One big job today was staking. The quinoa is quite heavy-laden now and was leaning quite a lot. Fortunately the bottoms of the stems are pretty thick and strong, so nothing was in danger of breaking.

The pink bumblebee tomatoes had also been busy spreading themselves over the ground and I made huge improvements to their shape with better staking. They’re cordon plants and I’ve pretty much decided now that bush plants are more my style. Sideshooting is easy enough when  the plants are small and you can see what’s what, but when the plants get bigger, you don’t need to turn your back on them for long for it to become difficult to see which are the branches that should have been removed.

Having not been down the the plot there was also a lot of deadheading to be done, particularly with the cornflowers. I’m not letting the calendula go to seed, but the empty flower heads show the seed shape so clearly, like seahorse tails. At some point I guess I’ll have to see if I can leave things to gain some free seed for next year.

This is black nightshade, not deadly nightshade and must have come in my meadow mix seeds, as it’s in 1 and 7. My favourite new fact is that the easiest way to see that it’s black and not deadly, is that the berries are in clusters, not hanging individually.

Suddenly there’s a huge pile of self-sown verbena in the left-hand bed. I need to see if I can transplant a few plants to the ledge. A wall of verbena there might be helpful. All round, really!

The chard has really woken up. I need to (a) find out how it’s harvested (b) photograph the damn stuff. I’ve done a lot of flower photos, but I feel my veg photos are pretty non-existent this year.

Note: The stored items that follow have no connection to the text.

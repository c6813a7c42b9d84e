//! Metadata module.
//!
//! Fetches the resource's metadata from the configured API endpoint and
//! persists it for later pipeline runs. Server-managed keys are pruned
//! so the result is usable as a metadata *file*. Without a configured
//! URL an empty metadata map is recorded, so offline runs still work.

use std::fs;
use std::path::PathBuf;

use anyhow::Context;
use tracing::{info, warn};

use reltab_model::{Entry, PipelineConfig, Value};

use crate::module::{Artifact, ArtifactMap, ModuleSpec, Task};

pub const SPEC: ModuleSpec = ModuleSpec {
    name: "metadata",
    dependencies: &[],
    export,
    load: Some(load),
};

fn export(config: &PipelineConfig, _artifacts: &ArtifactMap) -> anyhow::Result<Vec<Task>> {
    let metadata = match &config.metadata.url {
        Some(url) => fetch_metadata(url, &config.resource_id)?,
        None => {
            warn!("metadata: no url configured, recording empty metadata");
            Entry::new()
        }
    };
    let path = data_path(config);
    fs::create_dir_all(path.parent().context("metadata path has no parent")?)?;
    fs::write(&path, serde_json::to_string_pretty(&metadata)?)?;
    Ok(Vec::new())
}

fn load(config: &PipelineConfig) -> anyhow::Result<Artifact> {
    let path = data_path(config);
    let text = fs::read_to_string(&path)
        .with_context(|| format!("reading metadata artifact {}", path.display()))?;
    Ok(Artifact::Metadata(serde_json::from_str(&text)?))
}

fn data_path(config: &PipelineConfig) -> PathBuf {
    config.output_dir().join("metadata").join("metadata.json")
}

fn fetch_metadata(url_template: &str, resource_id: &str) -> anyhow::Result<Entry> {
    let url = url_template.replace("{resource_id}", resource_id);
    info!(%url, "fetching resource metadata");
    let body = reqwest::blocking::get(&url)
        .and_then(reqwest::blocking::Response::error_for_status)
        .with_context(|| format!("calling metadata API on {url}"))?
        .text()
        .with_context(|| format!("reading metadata API response from {url}"))?;
    // an empty or non-JSON body is treated as no metadata
    let Ok(mut metadata) = serde_json::from_str::<Entry>(&body) else {
        return Ok(Entry::new());
    };
    prune_metadata(&mut metadata);
    Ok(metadata)
}

/// Remove the keys the API maintains itself and flatten languages to
/// their codes.
fn prune_metadata(metadata: &mut Entry) {
    metadata.remove("has_description");
    metadata.remove("id");
    if let Some(Value::Array(downloads)) = metadata.get_mut("downloads") {
        for download in downloads {
            if let Value::Object(download) = download {
                download.remove("last-modified");
                download.remove("size");
            }
        }
    }
    if let Some(Value::Array(languages)) = metadata.remove("languages") {
        let codes: Vec<Value> = languages
            .iter()
            .filter_map(|language| language.get("code").cloned())
            .collect();
        metadata.insert("language_codes".to_string(), Value::Array(codes));
    }
}

#[cfg(test)]
mod tests {
    use super::*;

    #[test]
    fn prunes_server_managed_keys() {
        let mut metadata = serde_json::json!({
            "name": {"swe": "Ordlista", "eng": "Word list"},
            "has_description": true,
            "id": 17,
            "downloads": [
                {"url": "http://example.org/x", "last-modified": "2024-01-01", "size": 12}
            ],
            "languages": [{"code": "swe", "name": "Swedish"}],
        })
        .as_object()
        .unwrap()
        .clone();

        prune_metadata(&mut metadata);

        assert!(!metadata.contains_key("has_description"));
        assert!(!metadata.contains_key("id"));
        assert!(!metadata.contains_key("languages"));
        assert_eq!(
            metadata.get("language_codes"),
            Some(&serde_json::json!(["swe"]))
        );
        assert_eq!(
            metadata.get("downloads"),
            Some(&serde_json::json!([{"url": "http://example.org/x"}]))
        );
    }

    #[test]
    fn export_without_url_records_empty_metadata_and_load_reads_it_back() {
        let dir = tempfile::tempdir().unwrap();
        std::fs::write(dir.path().join("config.yaml"), "resource_id: testres\n").unwrap();
        let config = reltab_model::load_config(dir.path(), None).unwrap();

        let tasks = export(&config, &ArtifactMap::new()).unwrap();
        assert!(tasks.is_empty());

        let artifact = load(&config).unwrap();
        let metadata = artifact.as_metadata().unwrap();
        assert!(metadata.is_empty());
    }
}
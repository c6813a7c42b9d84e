//! Record values.
//!
//! An entry is one record of the source: an insertion-ordered mapping
//! from field name to a JSON value (`serde_json` with `preserve_order`).
//! Entries are immutable once produced by a reader; schema-driven
//! transforms build new entries instead of mutating in place.

pub use serde_json::Value;

pub type Entry = serde_json::Map<String, Value>;
//! Source-order bookkeeping for line-delimited JSON input.

/// Merge the keys of one record into the running source order.
///
/// The order of the existing list is preserved; a key not seen before is
/// spliced in immediately before the next key that is already known, or
/// appended when no such anchor exists. When records disagree about the
/// order the result is merely *a* valid total order over all seen names,
/// not a canonical one.
pub fn merge_source_order(source_order: &mut Vec<String>, new_keys: &[String]) {
    let mut source_place = 0;
    for (i, key) in new_keys.iter().enumerate() {
        if let Some(idx) = source_order.iter().position(|known| known == key) {
            source_place = idx;
            continue;
        }
        // find the anchor: the next new key that is already known past the
        // current position
        let anchor = new_keys[i..].iter().find_map(|future_key| {
            source_order[source_place..]
                .iter()
                .position(|known| known == future_key)
                .map(|offset| source_place + offset)
        });
        match anchor {
            Some(anchor_idx) => {
                source_order.insert(anchor_idx, key.clone());
                source_place = anchor_idx;
            }
            None => source_order.push(key.clone()),
        }
    }
}
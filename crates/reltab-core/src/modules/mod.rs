//! Built-in pipeline modules.

pub mod dump;
pub mod manifest;
pub mod metadata;
pub mod relational;
pub mod schema;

The rain we’ve had recently has encouraged growth and new growth. I need to thin out the new beetroot still. And up on the ledge all those little seedlings are the damn daisies that I shouldn’t have introduced. I need to keep working on the gradual renovation. There are still some big daisy plants that need to be dug up, never mind anything else.

There were some cape gooseberries sort of ready. They’d either fallen or came off when touched, but none of the fruit is ripe. Some cases have been damaged and the fruit too. I hope I might get something at some point though, as there are certainly lots of fruit on the plants that I have hidden all over the plot. They’re oddly ground-hugging plants, which doesn’t help their chances.